# Mill puppy house training



## princessp (Aug 2, 2009)

Sorry if this has been answered before, but I searched and didn't find anything about this. We have 2 Havs, Sami and Darin. Both were rescues, but Sami was from a pet rescue shelter and Darin is a puppymill survivor we got thru HALO. Sami was potty trained in about 6 months (she was 11 months when we got her) and she mostly goes outdoors, but will use the pee pads if we aren't home. Darin (who was 5 months old when we got him and is now almost a year old) has learned to use the pee pads for peeing very consistently, or will go outside with the other dogs. However, pooping is another story. He will go in the general vicinity of the pad but because he "travels" around, it doesn't end up on the pad. I didn't want to use a crate for him because of him being a puppymill dog, and because we tried crate training Sami when we got her and she would just go in the crate and made a huge mess.

We bought some gates and tried putting Darin in the gated area, but it is too big (we really don't have a good area in our house to gate) so he didn't always poop on the pads and would do it by the gate, and made a big mess. So, this weekend, be got an expen and I put pads down in it, but when I came home, he had slid the expen around, all the pads were bunched up and the poop was spread all over. He doesn't seem to care if he steps in it which is what makes crate training work, the dogs don't want to eliminate where they eat and sleep, etc. 

Since he is so skittish, if we do catch him in the act, and say "Go outdoors" it freaks him out and he runs from us, flinging poo everywhere. 

I am mostly concerned with what to do with him while we are not at home. He isn't alone for long periods, since my oldest son is home between classes at community college and I get home from work at 2:00.

Thanks for any advice.


----------



## good buddy (Feb 20, 2007)

It sure sounds like he's doing well to me, but I can also understand not loving it when there's a mess. If he is close but sorta misses the pad does he stay out of it when not penned in? Have you tried leaving two pads down. ots of owners with pad trained pups say they don't like to use the same pad for pee as they do poop. Could you put in a doggie door? Some people use a doggie door to an outside enclosure for potty time.

I'd love to do the doggie door thing, but I have a poop eater and he would think it was an outdoor restaurant. uke:


----------



## SMARTY (Apr 19, 2007)

Vicky, I totally understand your frustration. Galen is a mill puppy until 4 months. She could care less what she lies on or walks in. She has access to the outside many times a day. If she happens to have the urge when she is out she goes, if not 5 minutes later she will go in the house when the urge hits. She doesn't try to hide so I know she does not get it. Dogs that hides know they are not supposed do what they are doing.

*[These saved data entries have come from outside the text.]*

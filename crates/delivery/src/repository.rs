//! Delivery persistence.

use std::collections::BTreeMap;
use std::sync::Arc;

use async_trait::async_trait;
use chrono::{DateTime, Utc};
use common::{DeliveryId, OrderId};
use messaging::{OutboxMessage, OutboxStore, OutboxTable, PendingBatch};
use tokio::sync::RwLock;
use uuid::Uuid;

use crate::error::{DeliveryError, Result};
use crate::model::Delivery;
use crate::state::DeliveryStatus;

/// Storage for delivery records.
///
/// Writes take the outbox rows produced by the change; an implementation
/// must store the entity and the rows atomically.
#[async_trait]
pub trait DeliveryRepository: Send + Sync {
    /// Allocates the next delivery id.
    async fn next_id(&self) -> Result<DeliveryId>;

    /// Stores a new delivery.
    ///
    /// Fails with [`DeliveryError::DeliveryAlreadyExists`] if the order
    /// already has a delivery; nothing is stored in that case.
    async fn insert(&self, delivery: Delivery, outbox: Vec<OutboxMessage>) -> Result<Delivery>;

    /// Replaces an existing delivery whose stored status is still
    /// `expected_status`.
    async fn update(
        &self,
        delivery: Delivery,
        expected_status: DeliveryStatus,
        outbox: Vec<OutboxMessage>,
    ) -> Result<Delivery>;

    async fn get(&self, delivery_id: DeliveryId) -> Result<Option<Delivery>>;

    /// Returns every delivery ordered by id.
    async fn list(&self) -> Result<Vec<Delivery>>;

    async fn find_by_order(&self, order_id: OrderId) -> Result<Option<Delivery>>;
}

#[derive(Debug, Default)]
struct RepositoryState {
    deliveries: BTreeMap<DeliveryId, Delivery>,
    last_id: i64,
    outbox: OutboxTable,
}

/// In-memory delivery repository with an embedded outbox.
#[derive(Debug, Clone, Default)]
pub struct InMemoryDeliveryRepository {
    state: Arc<RwLock<RepositoryState>>,
}

impl InMemoryDeliveryRepository {
    pub fn new() -> Self {
        Self::default()
    }

    /// Returns the number of stored deliveries.
    pub async fn delivery_count(&self) -> usize {
        self.state.read().await.deliveries.len()
    }

    /// Returns a copy of every unsent outbox row (for testing).
    pub async fn outbox_rows(&self) -> Vec<OutboxMessage> {
        self.state.read().await.outbox.rows()
    }
}

#[async_trait]
impl DeliveryRepository for InMemoryDeliveryRepository {
    async fn next_id(&self) -> Result<DeliveryId> {
        let mut state = self.state.write().await;
        state.last_id += 1;
        Ok(DeliveryId::new(state.last_id))
    }

    async fn insert(&self, delivery: Delivery, outbox: Vec<OutboxMessage>) -> Result<Delivery> {
        let mut state = self.state.write().await;

        if let Some(existing) = state
            .deliveries
            .values()
            .find(|d| d.order_id == delivery.order_id)
        {
            return Err(DeliveryError::DeliveryAlreadyExists {
                order_id: delivery.order_id,
                delivery_id: existing.delivery_id,
            });
        }

        state
            .deliveries
            .insert(delivery.delivery_id, delivery.clone());
        state.outbox.extend(outbox);
        Ok(delivery)
    }

    async fn update(
        &self,
        delivery: Delivery,
        expected_status: DeliveryStatus,
        outbox: Vec<OutboxMessage>,
    ) -> Result<Delivery> {
        let mut state = self.state.write().await;

        let slot = state
            .deliveries
            .get_mut(&delivery.delivery_id)
            .ok_or(DeliveryError::NotFound(delivery.delivery_id))?;
        if slot.status != expected_status {
            return Err(DeliveryError::ConcurrentModification {
                delivery_id: delivery.delivery_id,
                expected: expected_status,
                actual: slot.status,
            });
        }
        *slot = delivery.clone();
        state.outbox.extend(outbox);
        Ok(delivery)
    }

    async fn get(&self, delivery_id: DeliveryId) -> Result<Option<Delivery>> {
        Ok(self.state.read().await.deliveries.get(&delivery_id).cloned())
    }

    async fn list(&self) -> Result<Vec<Delivery>> {
        Ok(self.state.read().await.deliveries.values().cloned().collect())
    }

    async fn find_by_order(&self, order_id: OrderId) -> Result<Option<Delivery>> {
        Ok(self
            .state
            .read()
            .await
            .deliveries
            .values()
            .find(|d| d.order_id == order_id)
            .cloned())
    }
}

#[async_trait]
impl OutboxStore for InMemoryDeliveryRepository {
    async fn pending(
        &self,
        limit: usize,
        now: DateTime<Utc>,
    ) -> messaging::Result<PendingBatch> {
        Ok(self.state.read().await.outbox.pending(limit, now))
    }

    async fn mark_sent(&self, id: Uuid) -> messaging::Result<()> {
        self.state.write().await.outbox.mark_sent(id)
    }

    async fn record_failure(
        &self,
        id: Uuid,
        error: &str,
        next_attempt_at: DateTime<Utc>,
    ) -> messaging::Result<()> {
        self.state
            .write()
            .await
            .outbox
            .record_failure(id, error, next_attempt_at)
    }
}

To give her some credit&#8230;&#8230;occasionally she will come to me, we go out and she does her business. If we are in the room with the pee pad she uses it. I am constantly cheering her on when she does go outside or on the pads. Close to the pads even counts, just not on my rugs or carpets. She just about has me house broke, so we go out at least once an hour.

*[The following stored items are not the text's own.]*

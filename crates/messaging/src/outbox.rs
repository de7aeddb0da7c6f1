//! Transactional outbox.
//!
//! Services write outbox rows in the same repository operation as the entity
//! change that produced them. An [`OutboxDispatcher`] later publishes the
//! rows to the broker, retrying with capped exponential backoff until the
//! broker accepts them. Rows that share a topic and key are published in
//! creation order: a failing row holds back the rows queued behind it.

use std::collections::{BTreeMap, HashMap, HashSet};
use std::sync::Arc;
use std::time::Duration;

use async_trait::async_trait;
use chrono::{DateTime, Utc};
use tokio::sync::{RwLock, watch};
use uuid::Uuid;

use crate::{IntegrationEvent, Message, MessageBroker, MessagingError, Result};

/// A message waiting to be published.
#[derive(Debug, Clone, PartialEq)]
pub struct OutboxMessage {
    pub id: Uuid,
    pub topic: String,
    pub message: Message,
    pub created_at: DateTime<Utc>,

    /// Failed publish attempts so far.
    pub attempts: u32,

    /// The row is not retried before this instant.
    pub next_attempt_at: DateTime<Utc>,

    pub last_error: Option<String>,
}

impl OutboxMessage {
    pub fn new(topic: impl Into<String>, message: Message) -> Self {
        let now = Utc::now();
        Self {
            id: Uuid::new_v4(),
            topic: topic.into(),
            message,
            created_at: now,
            attempts: 0,
            next_attempt_at: now,
            last_error: None,
        }
    }

    /// Serializes an event into a row, stamping the correlation id of the
    /// request that produced it.
    pub fn for_event<E: IntegrationEvent>(
        topic: impl Into<String>,
        event: &E,
        correlation_id: Uuid,
    ) -> std::result::Result<Self, serde_json::Error> {
        let message = event.to_message()?.with_correlation_id(correlation_id);
        Ok(Self::new(topic, message))
    }

    /// Rows with the same lane are published strictly in creation order.
    fn lane(&self) -> (&str, &str) {
        (&self.topic, &self.message.key)
    }
}

/// Rows that may be published now, oldest first.
#[derive(Debug, Clone, Default, PartialEq)]
pub struct PendingBatch {
    pub rows: Vec<OutboxMessage>,

    /// Unsent rows held back because they, or an older row on their lane,
    /// are still backing off.
    pub deferred: usize,
}

/// Unsent outbox rows in creation order.
///
/// Repositories embed a table next to their entities so that both are
/// written under the same lock. Rows are removed once published.
#[derive(Debug, Clone, Default)]
pub struct OutboxTable {
    rows: BTreeMap<u64, OutboxMessage>,
    index: HashMap<Uuid, u64>,
    next_seq: u64,
    sent: u64,
}

impl OutboxTable {
    pub fn new() -> Self {
        Self::default()
    }

    pub fn push(&mut self, row: OutboxMessage) {
        let seq = self.next_seq;
        self.next_seq += 1;
        self.index.insert(row.id, seq);
        self.rows.insert(seq, row);
    }

    pub fn extend(&mut self, rows: impl IntoIterator<Item = OutboxMessage>) {
        for row in rows {
            self.push(row);
        }
    }

    /// Returns up to `limit` rows that are due at `now` and not queued behind
    /// a backing-off row on their lane.
    pub fn pending(&self, limit: usize, now: DateTime<Utc>) -> PendingBatch {
        let mut batch = PendingBatch::default();
        let mut blocked: HashSet<(&str, &str)> = HashSet::new();

        for row in self.rows.values() {
            let lane = row.lane();
            if blocked.contains(&lane) || row.next_attempt_at > now {
                blocked.insert(lane);
                batch.deferred += 1;
                continue;
            }
            if batch.rows.len() == limit {
                break;
            }
            batch.rows.push(row.clone());
        }

        batch
    }

    pub fn pending_count(&self) -> usize {
        self.rows.len()
    }

    /// Returns how many rows have been published and removed.
    pub fn sent_count(&self) -> u64 {
        self.sent
    }

    /// Removes a published row.
    pub fn mark_sent(&mut self, id: Uuid) -> Result<()> {
        let seq = self
            .index
            .remove(&id)
            .ok_or(MessagingError::UnknownOutboxMessage(id))?;
        self.rows.remove(&seq);
        self.sent += 1;
        Ok(())
    }

    pub fn record_failure(
        &mut self,
        id: Uuid,
        error: &str,
        next_attempt_at: DateTime<Utc>,
    ) -> Result<()> {
        let row = self.row_mut(id)?;
        row.attempts += 1;
        row.last_error = Some(error.to_string());
        row.next_attempt_at = next_attempt_at;
        Ok(())
    }

    /// Every unsent row in creation order.
    pub fn rows(&self) -> Vec<OutboxMessage> {
        self.rows.values().cloned().collect()
    }

    fn row_mut(&mut self, id: Uuid) -> Result<&mut OutboxMessage> {
        self.index
            .get(&id)
            .and_then(|seq| self.rows.get_mut(seq))
            .ok_or(MessagingError::UnknownOutboxMessage(id))
    }
}

/// Storage the dispatcher reads pending rows from.
#[async_trait]
pub trait OutboxStore: Send + Sync {
    /// Returns up to `limit` rows that may be published at `now`, in
    /// creation order.
    async fn pending(&self, limit: usize, now: DateTime<Utc>) -> Result<PendingBatch>;

    /// Removes a row the broker accepted.
    async fn mark_sent(&self, id: Uuid) -> Result<()>;

    /// Counts a failed attempt and defers the row until `next_attempt_at`.
    async fn record_failure(
        &self,
        id: Uuid,
        error: &str,
        next_attempt_at: DateTime<Utc>,
    ) -> Result<()>;
}

/// Stand-alone in-memory outbox.
#[derive(Debug, Clone, Default)]
pub struct InMemoryOutbox {
    table: Arc<RwLock<OutboxTable>>,
}

impl InMemoryOutbox {
    pub fn new() -> Self {
        Self::default()
    }

    pub async fn enqueue(&self, row: OutboxMessage) {
        self.table.write().await.push(row);
    }

    /// Returns a copy of every unsent row (for testing).
    pub async fn rows(&self) -> Vec<OutboxMessage> {
        self.table.read().await.rows()
    }

    /// Returns how many rows have been published (for testing).
    pub async fn sent_count(&self) -> u64 {
        self.table.read().await.sent_count()
    }
}

#[async_trait]
impl OutboxStore for InMemoryOutbox {
    async fn pending(&self, limit: usize, now: DateTime<Utc>) -> Result<PendingBatch> {
        Ok(self.table.read().await.pending(limit, now))
    }

    async fn mark_sent(&self, id: Uuid) -> Result<()> {
        self.table.write().await.mark_sent(id)
    }

    async fn record_failure(
        &self,
        id: Uuid,
        error: &str,
        next_attempt_at: DateTime<Utc>,
    ) -> Result<()> {
        self.table
            .write()
            .await
            .record_failure(id, error, next_attempt_at)
    }
}

/// Capped exponential backoff.
#[derive(Debug, Clone, Copy, PartialEq, Eq)]
pub struct Backoff {
    pub initial: Duration,
    pub max: Duration,
    pub multiplier: u32,
}

impl Default for Backoff {
    fn default() -> Self {
        Self {
            initial: Duration::from_millis(100),
            max: Duration::from_secs(30),
            multiplier: 2,
        }
    }
}

impl Backoff {
    /// Delay before the next attempt, after `attempts` failures.
    pub fn delay_for(&self, attempts: u32) -> Duration {
        if attempts == 0 {
            return Duration::ZERO;
        }
        let factor = self.multiplier.max(1).saturating_pow(attempts - 1);
        self.initial.saturating_mul(factor).min(self.max)
    }
}

/// Dispatcher settings.
#[derive(Debug, Clone)]
pub struct OutboxConfig {
    pub batch_size: usize,
    pub poll_interval: Duration,
    pub backoff: Backoff,
}

impl Default for OutboxConfig {
    fn default() -> Self {
        Self {
            batch_size: 100,
            poll_interval: Duration::from_millis(200),
            backoff: Backoff::default(),
        }
    }
}

impl OutboxConfig {
    pub fn with_batch_size(mut self, batch_size: usize) -> Self {
        self.batch_size = batch_size.max(1);
        self
    }

    pub fn with_poll_interval(mut self, poll_interval: Duration) -> Self {
        self.poll_interval = poll_interval;
        self
    }

    pub fn with_backoff(mut self, backoff: Backoff) -> Self {
        self.backoff = backoff;
        self
    }
}

/// Counts from one dispatch pass.
#[derive(Debug, Clone, Copy, Default, PartialEq, Eq)]
pub struct DispatchStats {
    pub published: usize,
    pub failed: usize,
    /// Rows skipped because they are backing off or queued behind one that is.
    pub deferred: usize,
}

/// Publishes pending outbox rows to the broker.
pub struct OutboxDispatcher<O: OutboxStore, B: MessageBroker> {
    name: String,
    store: O,
    broker: B,
    config: OutboxConfig,
}

impl<O: OutboxStore, B: MessageBroker> OutboxDispatcher<O, B> {
    pub fn new(name: impl Into<String>, store: O, broker: B, config: OutboxConfig) -> Self {
        Self {
            name: name.into(),
            store,
            broker,
            config,
        }
    }

    /// Runs one pass over the pending rows.
    #[tracing::instrument(skip(self), fields(outbox = %self.name))]
    pub async fn dispatch_once(&self) -> Result<DispatchStats> {
        let now = Utc::now();
        let batch = self.store.pending(self.config.batch_size, now).await?;

        let mut stats = DispatchStats {
            deferred: batch.deferred,
            ..DispatchStats::default()
        };
        let mut blocked: HashSet<(String, String)> = HashSet::new();

        for row in batch.rows {
            let lane = (row.topic.clone(), row.message.key.clone());
            if blocked.contains(&lane) {
                stats.deferred += 1;
                continue;
            }

            match self.broker.publish(&row.topic, row.message.clone()).await {
                Ok(record) => {
                    self.store.mark_sent(row.id).await?;
                    stats.published += 1;
                    metrics::counter!(
                        "outbox_published_total",
                        "outbox" => self.name.clone(),
                        "topic" => row.topic.clone()
                    )
                    .increment(1);
                    tracing::debug!(
                        topic = %record.topic,
                        partition = record.partition,
                        offset = %record.offset,
                        key = %record.key,
                        event_type = %record.event_type,
                        "outbox message published"
                    );
                }
                Err(e) => {
                    let attempts = row.attempts + 1;
                    let delay = self.config.backoff.delay_for(attempts);
                    let next_attempt_at = now
                        + chrono::Duration::from_std(delay)
                            .unwrap_or_else(|_| chrono::Duration::hours(1));
                    self.store
                        .record_failure(row.id, &e.to_string(), next_attempt_at)
                        .await?;

                    stats.failed += 1;
                    blocked.insert(lane);
                    metrics::counter!(
                        "outbox_publish_failures_total",
                        "outbox" => self.name.clone(),
                        "topic" => row.topic.clone()
                    )
                    .increment(1);
                    tracing::warn!(
                        outbox_id = %row.id,
                        topic = %row.topic,
                        key = %row.message.key,
                        attempts,
                        retry_in_ms = delay.as_millis() as u64,
                        error = %e,
                        "outbox publish failed"
                    );
                }
            }
        }

        Ok(stats)
    }

    /// Dispatches on the configured interval until `shutdown` flips to true
    /// or its sender is dropped.
    pub async fn run(&self, mut shutdown: watch::Receiver<bool>) {
        tracing::info!(outbox = %self.name, "outbox dispatcher started");

        let mut interval = tokio::time::interval(self.config.poll_interval);
        interval.set_missed_tick_behavior(tokio::time::MissedTickBehavior::Delay);

        loop {
            tokio::select! {
                _ = interval.tick() => {
                    if let Err(e) = self.dispatch_once().await {
                        tracing::warn!(outbox = %self.name, error = %e, "outbox dispatch failed");
                    }
                }
                changed = shutdown.changed() => {
                    if changed.is_err() || *shutdown.borrow() {
                        break;
                    }
                }
            }
        }

        tracing::info!(outbox = %self.name, "outbox dispatcher stopped");
    }
}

The difference in Galen and Smarty are many, one major thing is their cleanliness. Smarty would never lie down on a dirty pee pad, she wouldn't even walk on it, but not Galen dirty or clean it is the same to her.

If I do catch her in the act she is given a sharp "NO" and out she goes or to the pads. I'd rather not have pads in the house but for now there is no other option with her.

This was one of our experience with Galen

http://havaneseforum.com/showthread.php?t=9115&highlight=galen+adventure


----------



## princessp (Aug 2, 2009)

We do use multiple pads. I put them down where I noticed he was going the most, and it worked, for the most part. He always pees on the pads and will pee once on each pad, and then start over if need be! And, yes, when he is not penned up, he will poop close to the pads, but usually misses by a few inches. I even keep one or two pads in the bedroom and sometimes will hear him peeing on the pad in the middle of the night (which is OK). We don't have any carpeting in our house, so I don't have to worry about rugs getting messed up.

Sandi, that was too funny about Galen and the bathroom mess! Darin has made great progress since we've had him. He always goes out with Molly (our non-Hav) who never goes in the house! He is now starting to come to us when we are standing and loves to come up and cuddle on the couch. I usually lay about 3 pads down in the dining room, which is where he likes to go, along the back wall. I just don't know how to get him to quit moving around so much while he's in the act so it stays on target!


----------



## SMARTY (Apr 19, 2007)

Vicky, I’m glad my Smarty is totally house trained she is a circler when she poops. Round and round she goes. She would always miss a pad now it is always in our wooded area


----------



## marb42 (Oct 19, 2008)

I think rescuing those animals was just a wonderful thing (Vicky and Sandi)!

If you need an exercise pen that doesn't move around, I got a great one with a lid at http://www.digitpet.com/product_group.cfm?cid=1001,2006,3022&pid=12050M
Before I got this one, he moved the old one around, and it almost collapsed on him. 
The new one from digitpet doesn't move at all. I still use it when I'm gone because he will, despite being almost three, have accidents if he's scared, excited, etc. It's huge, and you can fit a bed, pee pad, food and water, and they still have room to walk in. You could also get an extra large crate with a pan floor, so that it doesn't feel like you are confining them in a small crate. Marble goes in circles, too, so I can see where you're having a hard time keeping it on the pee pad.

Perhaps someone else with a rescue will have some advice on the potty training. Keep up the good work!

Gina


----------



## Laurief (Nov 7, 2006)

Vicky, I have to say that the problem you are experiencing seems to be very common with the mill dogs. My foster from the WI puppy mill was in the mill for about 5 years. She knew nothing about outdoor or pad pottying. Whens she came to me, I just took her out A LOT, and although she would not let me hug her, we still had big potty parties when she went outside. Maddie also seemed to think nothing of just going anywhere- as that is what she did for so long. Her new adoptive father says that she still is not very good at making it to the pad (they live in an apartment) 
I am not sure if there is too much you can do, except maybe be very diligent about taking him out - say every 1/2 hour. I know it is a pain, but perhaps if he continually goes outdoors, and you treat and do a potty party, he will eventually "get it" 
My Mill girl was a big challenge in many ways BUT such a blessing, and a wonderful experience for me and my pups. I love to hear all about her milestones and progress. 
Good luck to you.


----------



## marjrc (Jan 13, 2007)

Vicky, this is such a huge challenge. Even getting your Hav as a puppy doesn't mean the housetraining will go perfectly. I have seen and cared for, at our SPCA, many dogs/puppies seized from mills and I know how next to impossible it can be to get them to understand that you don't want them eliminating in the house or crate. I give you props for trying and for loving Darin and wanting to find whatever works best for him. Has HALO's or HRI's sites helpful with this issue?


----------